My maternal grandparents lived through World War II in Ukraine, Poland, Germany and spent time in Nazi work camps, specifically the coal mines in Westphalia and I’m not sure where else. It never occurred to me to define them as Holocaust survivors, we’re not Jewish, but the youngling was doing homework the other day and according to the United States Holocaust Memorial Museum, they count. They lost 2 children during the war but managed to walk out with each other and their eldest child. They were so much luckier than so many. My mother was born in a DP camp in West Germany years after the war and came to the United States as a baby with the rest of the family. They might have left the war and the old country behind but they never really escaped.

My grandparents and eldest aunt in a Nazi work camp during the war.

Grandmother’s house was a horders paradise. Nothing was ever thrown out. When you’ve gone without like she did you can’t really blame her for holding onto every little thing. You never know when you might need it.

I have a hard time getting rid of things too. I’m not as bad as my grandmother, or even my mother, but for me objects contain almost all my memories. Without the thing I lose the ability to recall the memory. I don’t live in a horders house by any measurement, I’ll just never run out of things to read.

I hate to shop so I’d rather do it in big trips and then be done for a while. In many ways I’ve been prepping for the ‘poclaypse most of my adult life; whether that apocalypse be a snowstorm or a temporary absence of funds. I have the space and don’t like not being able to bake or cook whatever comes to mind when the mood strikes.

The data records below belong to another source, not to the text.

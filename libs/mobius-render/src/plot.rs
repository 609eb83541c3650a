//! # Surface Plot
//!
//! Projects the sampled surface through a fixed-camera 3D chart and
//! paints one filled quad per grid cell, depth-sorted back to front
//! (painter's algorithm). The only side effect is the written image.

use crate::color::colormap;
use crate::error::RenderError;
use crate::options::RenderOptions;
use glam::DVec3;
use mobius_geom::SurfaceGrid;
use plotters::prelude::*;

/// One drawable grid cell.
struct Quad {
    /// Corner coordinates in chart space
    corners: [(f64, f64, f64); 4],
    /// Sort key; larger values are closer to the camera
    depth: f64,
    /// Normalized height used for coloring
    shade: f64,
}

/// Maps a surface point into chart space.
///
/// The chart treats its y axis as vertical, while the geometry uses z
/// as the vertical axis.
#[inline]
fn chart_coords(p: DVec3) -> (f64, f64, f64) {
    (p.x, p.z, p.y)
}

/// Signed distance of a chart-space point along the camera axis.
fn view_depth(point: (f64, f64, f64), pitch: f64, yaw: f64) -> f64 {
    let (x, y, z) = point;
    let (sin_yaw, cos_yaw) = yaw.sin_cos();
    let (sin_pitch, cos_pitch) = pitch.sin_cos();

    // Yaw about the vertical axis, then pitch about the horizontal
    let rotated = z * cos_yaw - x * sin_yaw;
    rotated * cos_pitch - y * sin_pitch
}

/// Collects one quad per grid cell, shaded by geometric height.
fn collect_quads(grid: &SurfaceGrid, options: &RenderOptions) -> Vec<Quad> {
    let (min, max) = grid.bounding_box();
    let z_span = (max.z - min.z).max(f64::EPSILON);

    let mut quads = Vec::with_capacity((grid.rows() - 1) * (grid.cols() - 1));
    for i in 0..grid.rows() - 1 {
        for j in 0..grid.cols() - 1 {
            let cell = [
                grid.point(i, j),
                grid.point(i, j + 1),
                grid.point(i + 1, j + 1),
                grid.point(i + 1, j),
            ];

            let centroid = (cell[0] + cell[1] + cell[2] + cell[3]) / 4.0;
            let corners = [
                chart_coords(cell[0]),
                chart_coords(cell[1]),
                chart_coords(cell[2]),
                chart_coords(cell[3]),
            ];

            quads.push(Quad {
                corners,
                depth: view_depth(chart_coords(centroid), options.pitch, options.yaw),
                shade: (centroid.z - min.z) / z_span,
            });
        }
    }

    quads
}

/// Renders the surface grid to the image file named by the options.
///
/// # Arguments
///
/// * `grid` - The sampled surface (at least 2x2 points)
/// * `options` - Image geometry, camera angles, and destination path
///
/// # Example
///
/// ```rust,ignore
/// use mobius_render::{render_surface, RenderOptions};
///
/// render_surface(strip.grid(), &RenderOptions::default())?;
/// ```
pub fn render_surface(grid: &SurfaceGrid, options: &RenderOptions) -> Result<(), RenderError> {
    if grid.rows() < 2 || grid.cols() < 2 {
        return Err(RenderError::EmptySurface);
    }

    // Equal half-spans per axis keep the aspect ratio honest
    let (min, max) = grid.bounding_box();
    let center = (min + max) / 2.0;
    let half = (max - min).max_element() * 0.55 + f64::EPSILON;

    let x_range = (center.x - half)..(center.x + half);
    let vertical_range = (center.z - half)..(center.z + half);
    let z_range = (center.y - half)..(center.y + half);

    let mut quads = collect_quads(grid, options);
    // Painter's algorithm: draw the farthest cells first
    quads.sort_by(|a, b| a.depth.total_cmp(&b.depth));

    let root =
        BitMapBackend::new(&options.path, (options.width, options.height)).into_drawing_area();
    root.fill(&WHITE).map_err(RenderError::backend)?;

    let mut chart = ChartBuilder::on(&root)
        .margin(20)
        .caption("Möbius Strip", ("sans-serif", 30))
        .build_cartesian_3d(x_range, vertical_range, z_range)
        .map_err(RenderError::backend)?;

    chart.with_projection(|mut pb| {
        pb.pitch = options.pitch;
        pb.yaw = options.yaw;
        pb.scale = 0.9;
        pb.into_matrix()
    });

    chart.configure_axes().draw().map_err(RenderError::backend)?;

    chart
        .draw_series(quads.iter().map(|quad| {
            Polygon::new(quad.corners.to_vec(), colormap(quad.shade).mix(0.9).filled())
        }))
        .map_err(RenderError::backend)?;

    root.present().map_err(RenderError::backend)?;
    log::info!("wrote surface render to {}", options.path.display());

    Ok(())
}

Once they locked down Wuhan I knew shit was about to get serious. I’m a historian. I know what happened during the 1918-1919 flu pandemic. My youngling’s great great grandparents on their dad’s mother’s side died during the flu epidemic. This history is personal. Hell, I’ve got this bit of history hanging right up over my desk as I sit here typing.

Grippe is an old-fashioned term for influenza. 50 million people died during the 1918-1919 flu epidemic.

The end of January was when my thinking started moving away from typical high level anxiety about the general state of my universe and shifting into oh shit, how do I deal with this? The last few years have been lean and the cabinets were bare but I’ve got credit and used it for a solid month to build back up the supplies. I figured, even if it all magically disappeared like some were saying it would, I just wouldn’t have to go shopping for a while.

By the end of February I was advised by multiple doctors to isolate. This wasn’t difficult for an introvert like myself. I’m not out and about much on a regular basis and once the stocking up was done I was okay with just going to work and coming home. There was one last trip to the library but I was already there doing some research for a side job. Once the youngling’s school closed down that was it. No more going out. We’ve been home since March 13 except for 2 trips to the pharmacy drive through. If it can’t be delivered to the doorstep, we’ll live without it.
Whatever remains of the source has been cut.